Alaska — Eldred Rock Lighthouse

On February 5, 1898 the three-masted ship Clara Nevada was fighting hurricane force winds on its passage from Skagway to Seattle. She was loaded with 800 lbs of gold, an illegal shipment of dynamite, and more than 100 passengers. The Clara Nevada struck Eldred Rock and burst into flames; her entire crew and all passengers were presumed lost. Curiously, a skiff belonging to the ship was found hidden in a grove of trees on the mainland weeks after the accident. The ship’s captain, C.H. Lewis, was later discovered to have resumed his profession on riverboats in the interior of Alaska and the ship’s fireman was also later found working in the gold fields in Nome. The wrecked ship is now a popular dive site.
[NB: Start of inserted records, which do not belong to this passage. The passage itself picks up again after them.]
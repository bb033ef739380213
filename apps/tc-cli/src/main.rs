use clap::{Parser, Subcommand};
use std::io::{self, Write};
use std::path::{Path, PathBuf};
use tc_atmosphere::{AtmosphereError, IsaAtmosphere};
use tc_core::{Field, linspace};
use tc_cycle::{CycleError, TurbofanAnalysis};
use tc_project::ProjectError;
use thiserror::Error;

#[derive(Error, Debug)]
enum CliError {
    #[error(transparent)]
    Project(#[from] ProjectError),

    #[error(transparent)]
    Cycle(#[from] CycleError),

    #[error(transparent)]
    Atmosphere(#[from] AtmosphereError),

    #[error("I/O error: {0}")]
    Io(#[from] std::io::Error),

    #[error("JSON error: {0}")]
    Json(#[from] serde_json::Error),

    #[error("Invalid arguments: {what}")]
    Args { what: &'static str },
}

type CliResult<T> = Result<T, CliError>;

#[derive(Parser)]
#[command(name = "tc-cli")]
#[command(about = "Turbocycle CLI - Turbofan cycle analysis tool", long_about = None)]
struct Cli {
    #[command(subcommand)]
    command: Commands,
}

#[derive(Subcommand)]
enum Commands {
    /// Validate an engine definition file
    Validate {
        /// Path to the engine YAML file
        engine_path: PathBuf,
    },
    /// Analyze one flight condition
    Analyze {
        /// Path to the engine YAML file
        engine_path: PathBuf,
        /// Flight altitude in metres
        #[arg(long)]
        altitude: f64,
        /// Flight Mach number (exclusive with --speed)
        #[arg(long)]
        mach: Option<f64>,
        /// Flight speed in m/s (exclusive with --mach)
        #[arg(long)]
        speed: Option<f64>,
        /// Emit results as JSON
        #[arg(long)]
        json: bool,
    },
    /// Sweep an altitude range at fixed Mach number, emitting CSV
    Sweep {
        /// Path to the engine YAML file
        engine_path: PathBuf,
        /// Sweep start altitude in metres
        #[arg(long)]
        alt_start: f64,
        /// Sweep end altitude in metres
        #[arg(long)]
        alt_end: f64,
        /// Number of altitude points
        #[arg(long, default_value_t = 25)]
        points: usize,
        /// Flight Mach number held across the sweep
        #[arg(long)]
        mach: f64,
        /// Output CSV file path (optional, defaults to stdout)
        #[arg(short, long)]
        output: Option<PathBuf>,
    },
}

fn main() -> CliResult<()> {
    // Initialize tracing
    tracing_subscriber::fmt::init();

    let cli = Cli::parse();

    match cli.command {
        Commands::Validate { engine_path } => cmd_validate(&engine_path),
        Commands::Analyze {
            engine_path,
            altitude,
            mach,
            speed,
            json,
        } => cmd_analyze(&engine_path, altitude, mach, speed, json),
        Commands::Sweep {
            engine_path,
            alt_start,
            alt_end,
            points,
            mach,
            output,
        } => cmd_sweep(&engine_path, alt_start, alt_end, points, mach, output.as_deref()),
    }
}

fn load_engine(engine_path: &Path) -> CliResult<TurbofanAnalysis> {
    let project = tc_project::load_engine(engine_path)?;
    Ok(tc_project::build_analysis(&project)?)
}

fn cmd_validate(engine_path: &Path) -> CliResult<()> {
    println!("Validating engine definition: {}", engine_path.display());
    let project = tc_project::load_engine(engine_path)?;
    tc_project::validate_engine(&project)?;
    println!("✓ Engine definition is valid");
    Ok(())
}

fn cmd_analyze(
    engine_path: &Path,
    altitude: f64,
    mach: Option<f64>,
    speed: Option<f64>,
    json: bool,
) -> CliResult<()> {
    let mut engine = load_engine(engine_path)?;
    let atmosphere = IsaAtmosphere::default();
    let state = atmosphere.sample(altitude)?;

    let speed = match (mach, speed) {
        (Some(m), None) => m * state.speed_of_sound,
        (None, Some(v)) => v,
        _ => {
            return Err(CliError::Args {
                what: "provide exactly one of --mach or --speed",
            });
        }
    };

    let ambient = atmosphere.ambient(&Field::scalar(altitude))?;
    engine.perform_analysis(speed, &ambient)?;

    let thrust = engine.specific_thrust()?;
    let fuel = engine.fuel_consumption()?;
    let efficiencies = engine.efficiencies()?;
    let core_exit = engine.core_exit_state()?;
    let fan_exit = engine.fan_exit_state()?;

    if json {
        let report = serde_json::json!({
            "altitude_m": altitude,
            "speed_mps": speed,
            "mach": speed / state.speed_of_sound,
            "specific_thrust": thrust,
            "fuel_consumption": fuel,
            "efficiencies": efficiencies,
            "core_exit": core_exit,
            "fan_exit": fan_exit,
        });
        println!("{}", serde_json::to_string_pretty(&report)?);
        return Ok(());
    }

    let value = |field: &Field| field.at(0);
    println!("Flight condition:");
    println!("  Altitude:  {:.0} m", altitude);
    println!("  Speed:     {:.2} m/s (Mach {:.3})", speed, speed / state.speed_of_sound);
    println!("  Ambient:   {:.2} K, {:.0} Pa", state.temperature, state.pressure);
    println!("\nPerformance:");
    println!("  Specific thrust:  {:>10.2} N s/kg", value(&thrust.total));
    println!("    core share:     {:>10.2} N s/kg", value(&thrust.core));
    println!("    fan share:      {:>10.2} N s/kg", value(&thrust.fan));
    println!("  TSFC:             {:>10.3e} kg/(N s)", value(&fuel.tsfc));
    println!("  Overall eff.:     {:>10.4}", value(&efficiencies.overall));
    println!("  Propulsive eff.:  {:>10.4}", value(&efficiencies.propulsive));
    println!("  Thermal eff.:     {:>10.4}", value(&efficiencies.thermal));
    println!("\nExhaust:");
    println!(
        "  Core exit:  M = {:.3}, {:.0} Pa, {:.1} K, {:.1} m/s",
        value(&core_exit.mach),
        value(&core_exit.pressure),
        value(&core_exit.temperature),
        value(&core_exit.velocity),
    );
    println!(
        "  Fan exit:   M = {:.3}, {:.0} Pa, {:.1} K, {:.1} m/s",
        value(&fan_exit.mach),
        value(&fan_exit.pressure),
        value(&fan_exit.temperature),
        value(&fan_exit.velocity),
    );

    Ok(())
}

fn cmd_sweep(
    engine_path: &Path,
    alt_start: f64,
    alt_end: f64,
    points: usize,
    mach: f64,
    output: Option<&Path>,
) -> CliResult<()> {
    if points < 2 {
        return Err(CliError::Args {
            what: "sweep needs at least 2 points",
        });
    }
    if mach <= 0.0 {
        return Err(CliError::Args {
            what: "mach must be positive",
        });
    }

    let mut engine = load_engine(engine_path)?;
    let atmosphere = IsaAtmosphere::default();

    let altitudes = linspace(alt_start, alt_end, points);
    let ambient = atmosphere.ambient(&Field::array(altitudes.clone()))?;

    // One vectorized run evaluates the whole envelope element-wise.
    let speeds = &ambient.speed_of_sound * mach;
    engine.perform_analysis(speeds.clone(), &ambient)?;

    let thrust = engine.specific_thrust()?;
    let fuel = engine.fuel_consumption()?;
    let efficiencies = engine.efficiencies()?;

    // Build CSV
    let mut csv = String::from(
        "altitude_m,speed_mps,specific_thrust_ns_per_kg,tsfc_kg_per_ns,eta_overall,eta_propulsive,eta_thermal\n",
    );
    for (i, altitude) in altitudes.iter().enumerate() {
        csv.push_str(&format!(
            "{},{},{},{},{},{},{}\n",
            altitude,
            speeds.at(i),
            thrust.total.at(i),
            fuel.tsfc.at(i),
            efficiencies.overall.at(i),
            efficiencies.propulsive.at(i),
            efficiencies.thermal.at(i),
        ));
    }

    // Write to file or stdout
    if let Some(path) = output {
        std::fs::write(path, csv)?;
        println!("✓ Exported {} sweep points to {}", points, path.display());
    } else {
        print!("{}", csv);
        io::stdout().flush()?;
    }

    Ok(())
}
Congress viewed the accident as sufficient evidence of the necessity of a navigation aid on Eldred Rock and the Lighthouse Board approved plans in May 1905. The lighthouse became operational in June 1906.

The Eldred Rock lighthouse consists of an octagonal two-story (rather than the more typical one-story) living space with the 56 foot lighthouse tower protruding from the center of the structure. The first floor is concrete while the second floor and tower are wood construction. A wooden boathouse was built 300 feet north of the lighthouse itself; a carpenter shop was later added between the two. A tramway ran from the lighthouse to the boathouse.

The light itself used a fourth-order Fresnel lens with a sheet of ruby glass that allowed the light to produce alternating red and white flashes every 20 seconds.

During the evening of March 12, 1908, a violent gale struck the lighthouse. When the keeper ventured out afterward, he was astonished to find the Clara Nevada washed up onto the northern shore of the island. The storm regained strength later in the evening and forced the Clara Nevada back into the watery depths.

Eldred Rock lighthouse was automated in 1973 and was placed on the National Register of Historic Places in 1975 (Eldred Rock, Cape St. Elias and Cape Spencer lighthouses were the first Alaskan lighthouses placed on the registry).